_Work required_
Lines below containing the word "DocumentStore" should be copied out.

>>>

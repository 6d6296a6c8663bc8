use std::path::Path;

use bytemuck::{Pod, Zeroable};
use redb::{
    Database,
    ReadOnlyTable,
    ReadableDatabase,
    ReadableTable,
    ReadableTableMetadata,
    TableDefinition,
    TableError,
};
use serde::Serialize;
use tracing::info;

use crate::{
    document_store::{DocId, DocumentRecord, DocumentStore},
    error::{Error, Result},
    keyword_index::KeywordIndex,
    snapshot::Snapshot,
    vector_index::VectorIndex,
};

const META: TableDefinition<&str, &str> = TableDefinition::new("meta");
const DOCUMENTS: TableDefinition<u32, &[u8]> =
    TableDefinition::new("documents");
const VECTORS: TableDefinition<u32, &[u8]> = TableDefinition::new("vectors");
const VOCABULARY: TableDefinition<u32, &str> =
    TableDefinition::new("vocabulary");
const POSTINGS: TableDefinition<u32, &[u8]> = TableDefinition::new("postings");

const META_DIMENSION: &str = "dimension";
const META_DOCUMENTS: &str = "documents";
const META_BUILT_AT: &str = "built_at";

/// Counts describing a persisted snapshot, read without loading vectors.
#[derive(Debug, Clone, Copy, PartialEq, Eq, Serialize)]
pub struct SnapshotSummary {
    pub documents: usize,
    pub dimension: usize,
    pub terms: usize,
    pub built_at: u64,
}

/// Persists a [`Snapshot`] in a single redb database.
///
/// Layout:
/// - `meta`: `dimension`, `documents` and `built_at` as decimal strings
/// - `documents`: id -> JSON-encoded [`DocumentRecord`]
/// - `vectors`: id -> native-endian f32 values
/// - `vocabulary`: position -> term
/// - `postings`: position -> native-endian u32 document ids
pub struct SnapshotDb {
    db: Database,
}

impl SnapshotDb {
    /// Open or create a snapshot database for writing.
    pub fn create(path: &Path) -> Result<Self> {
        let db = Database::create(path)?;

        let txn = db.begin_write()?;
        txn.open_table(META)?;
        txn.open_table(DOCUMENTS)?;
        txn.open_table(VECTORS)?;
        txn.open_table(VOCABULARY)?;
        txn.open_table(POSTINGS)?;
        txn.commit()?;

        Ok(Self { db })
    }

    /// Open an existing snapshot database. Never creates a file.
    pub fn open(path: &Path) -> Result<Self> {
        if !path.is_file() {
            return Err(Error::Snapshot(format!(
                "no snapshot at {}",
                path.display()
            )));
        }
        let db = Database::open(path)?;
        Ok(Self { db })
    }

    /// Replace the stored snapshot in one write transaction.
    pub fn write(&self, snapshot: &Snapshot) -> Result<()> {
        let dimension = snapshot.vectors().dimension().unwrap_or(0);

        let txn = self.db.begin_write()?;
        txn.delete_table(META)?;
        txn.delete_table(DOCUMENTS)?;
        txn.delete_table(VECTORS)?;
        txn.delete_table(VOCABULARY)?;
        txn.delete_table(POSTINGS)?;
        {
            let mut meta = txn.open_table(META)?;
            meta.insert(META_DIMENSION, dimension.to_string().as_str())?;
            meta.insert(META_DOCUMENTS, snapshot.len().to_string().as_str())?;
            meta.insert(
                META_BUILT_AT,
                snapshot.built_at().to_string().as_str(),
            )?;

            let mut documents = txn.open_table(DOCUMENTS)?;
            for record in snapshot.store().iter() {
                let bytes = serde_json::to_vec(record)?;
                documents.insert(record.id, bytes.as_slice())?;
            }

            let mut vectors = txn.open_table(VECTORS)?;
            for (id, row) in snapshot.vectors().iter() {
                let mut guard =
                    vectors.insert_reserve(id, std::mem::size_of_val(row))?;
                guard.as_mut().copy_from_slice(bytemuck::cast_slice(row));
            }

            let mut vocabulary = txn.open_table(VOCABULARY)?;
            let mut postings = txn.open_table(POSTINGS)?;
            for (position, (term, ids)) in
                snapshot.keywords().entries().enumerate()
            {
                let position = position as u32;
                vocabulary.insert(position, term)?;
                postings.insert(position, bytemuck::cast_slice::<u32, u8>(ids))?;
            }
        }
        txn.commit()?;

        info!(
            documents = snapshot.len(),
            dimension,
            terms = snapshot.keywords().len(),
            "saved snapshot"
        );
        Ok(())
    }

    /// Load and validate the stored snapshot.
    ///
    /// Every inconsistency between tables is reported as
    /// [`Error::Snapshot`]; nothing is repaired.
    pub fn read(&self) -> Result<Snapshot> {
        let txn = self.db.begin_read()?;
        let meta = open_table(&txn, META)?;
        let dimension = meta_usize(&meta, META_DIMENSION)?;
        let document_count = meta_usize(&meta, META_DOCUMENTS)?;
        let built_at = meta_value(&meta, META_BUILT_AT)?
            .parse::<u64>()
            .map_err(|e| Error::Snapshot(format!("invalid built_at: {e}")))?;

        let documents = open_table(&txn, DOCUMENTS)?;
        let stored = documents.len()? as usize;
        if stored != document_count {
            return Err(Error::Snapshot(format!(
                "expected {document_count} documents, found {stored}"
            )));
        }
        let mut records = Vec::with_capacity(stored);
        for entry in documents.iter()? {
            let (key, value) = entry?;
            let id = key.value();
            let record: DocumentRecord = serde_json::from_slice(value.value())
                .map_err(|e| Error::Snapshot(format!("document {id}: {e}")))?;
            if record.id != id {
                return Err(Error::Snapshot(format!(
                    "document stored under {id} carries id {}",
                    record.id
                )));
            }
            records.push(record);
        }
        let store = DocumentStore::from_records(records)?;

        let row_bytes =
            dimension.checked_mul(std::mem::size_of::<f32>()).ok_or_else(|| {
                Error::Snapshot(format!("dimension {dimension} is out of range"))
            })?;
        let vectors_table = open_table(&txn, VECTORS)?;
        let mut data: Vec<f32> = Vec::new();
        for (position, entry) in vectors_table.iter()?.enumerate() {
            let (key, value) = entry?;
            let id = key.value();
            if id as usize != position {
                return Err(Error::Snapshot(format!(
                    "vector ids are not contiguous: expected {position}, found {id}"
                )));
            }
            let bytes = value.value();
            if bytes.len() != row_bytes {
                return Err(Error::Snapshot(format!(
                    "vector {id} has {} bytes, expected dimension {dimension}",
                    bytes.len()
                )));
            }
            data.extend(decode::<f32>(bytes));
        }
        let vectors = VectorIndex::from_flat(dimension, data)?;
        if vectors.len() != document_count {
            return Err(Error::Snapshot(format!(
                "expected {document_count} vectors, found {}",
                vectors.len()
            )));
        }

        let vocabulary = open_table(&txn, VOCABULARY)?;
        let postings_table = open_table(&txn, POSTINGS)?;
        let mut terms = Vec::new();
        let mut postings: Vec<Vec<DocId>> = Vec::new();
        for (position, entry) in vocabulary.iter()?.enumerate() {
            let (key, value) = entry?;
            let position_key = key.value();
            if position_key as usize != position {
                return Err(Error::Snapshot(format!(
                    "vocabulary positions are not contiguous at {position_key}"
                )));
            }
            let term = value.value().to_string();
            let Some(ids) = postings_table.get(position_key)? else {
                return Err(Error::Snapshot(format!(
                    "missing postings for '{term}'"
                )));
            };
            let bytes = ids.value();
            if bytes.len() % std::mem::size_of::<u32>() != 0 {
                return Err(Error::Snapshot(format!(
                    "postings for '{term}' have a truncated id"
                )));
            }
            postings.push(decode::<u32>(bytes));
            terms.push(term);
        }
        if postings_table.len()? as usize != terms.len() {
            return Err(Error::Snapshot(format!(
                "{} vocabulary terms but {} posting lists",
                terms.len(),
                postings_table.len()?
            )));
        }
        let keywords = KeywordIndex::from_parts(terms, postings, document_count)?;

        let snapshot = Snapshot::new(store, vectors, keywords, built_at)?;
        info!(
            documents = snapshot.len(),
            dimension,
            terms = snapshot.keywords().len(),
            "loaded snapshot"
        );
        Ok(snapshot)
    }

    /// Read the stored counts without loading documents or vectors.
    pub fn summary(&self) -> Result<SnapshotSummary> {
        let txn = self.db.begin_read()?;
        let meta = open_table(&txn, META)?;
        let vocabulary = open_table(&txn, VOCABULARY)?;
        Ok(SnapshotSummary {
            documents: meta_usize(&meta, META_DOCUMENTS)?,
            dimension: meta_usize(&meta, META_DIMENSION)?,
            terms: vocabulary.len()? as usize,
            built_at: meta_value(&meta, META_BUILT_AT)?
                .parse()
                .map_err(|e| Error::Snapshot(format!("invalid built_at: {e}")))?,
        })
    }
}

impl std::fmt::Debug for SnapshotDb {
    fn fmt(&self, f: &mut std::fmt::Formatter<'_>) -> std::fmt::Result {
        f.debug_struct("SnapshotDb").finish_non_exhaustive()
    }
}

/// Open a table for reading, treating a missing table as a malformed
/// snapshot.
fn open_table<K: redb::Key + 'static, V: redb::Value + 'static>(
    txn: &redb::ReadTransaction,
    definition: TableDefinition<K, V>,
) -> Result<ReadOnlyTable<K, V>> {
    match txn.open_table(definition) {
        Ok(table) => Ok(table),
        Err(TableError::TableDoesNotExist(name)) => {
            Err(Error::Snapshot(format!("missing table '{name}'")))
        }
        Err(e) => Err(e.into()),
    }
}

fn meta_value(
    table: &ReadOnlyTable<&'static str, &'static str>,
    key: &str,
) -> Result<String> {
    table
        .get(key)?
        .map(|v| v.value().to_string())
        .ok_or_else(|| Error::Snapshot(format!("missing meta key '{key}'")))
}

fn meta_usize(
    table: &ReadOnlyTable<&'static str, &'static str>,
    key: &str,
) -> Result<usize> {
    meta_value(table, key)?
        .parse()
        .map_err(|e| Error::Snapshot(format!("invalid {key}: {e}")))
}

/// Copy raw bytes into a typed buffer. redb values carry no alignment
/// guarantee, so the bytes are never reinterpreted in place.
fn decode<T: Pod>(bytes: &[u8]) -> Vec<T> {
    let len = bytes.len() / std::mem::size_of::<T>();
    let mut out = vec![<T as Zeroable>::zeroed(); len];
    bytemuck::cast_slice_mut::<T, u8>(&mut out).copy_from_slice(bytes);
    out
}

<<<

_Task solution_
    document_store::{DocId, DocumentRecord, DocumentStore},
        let store = DocumentStore::from_records(records)?;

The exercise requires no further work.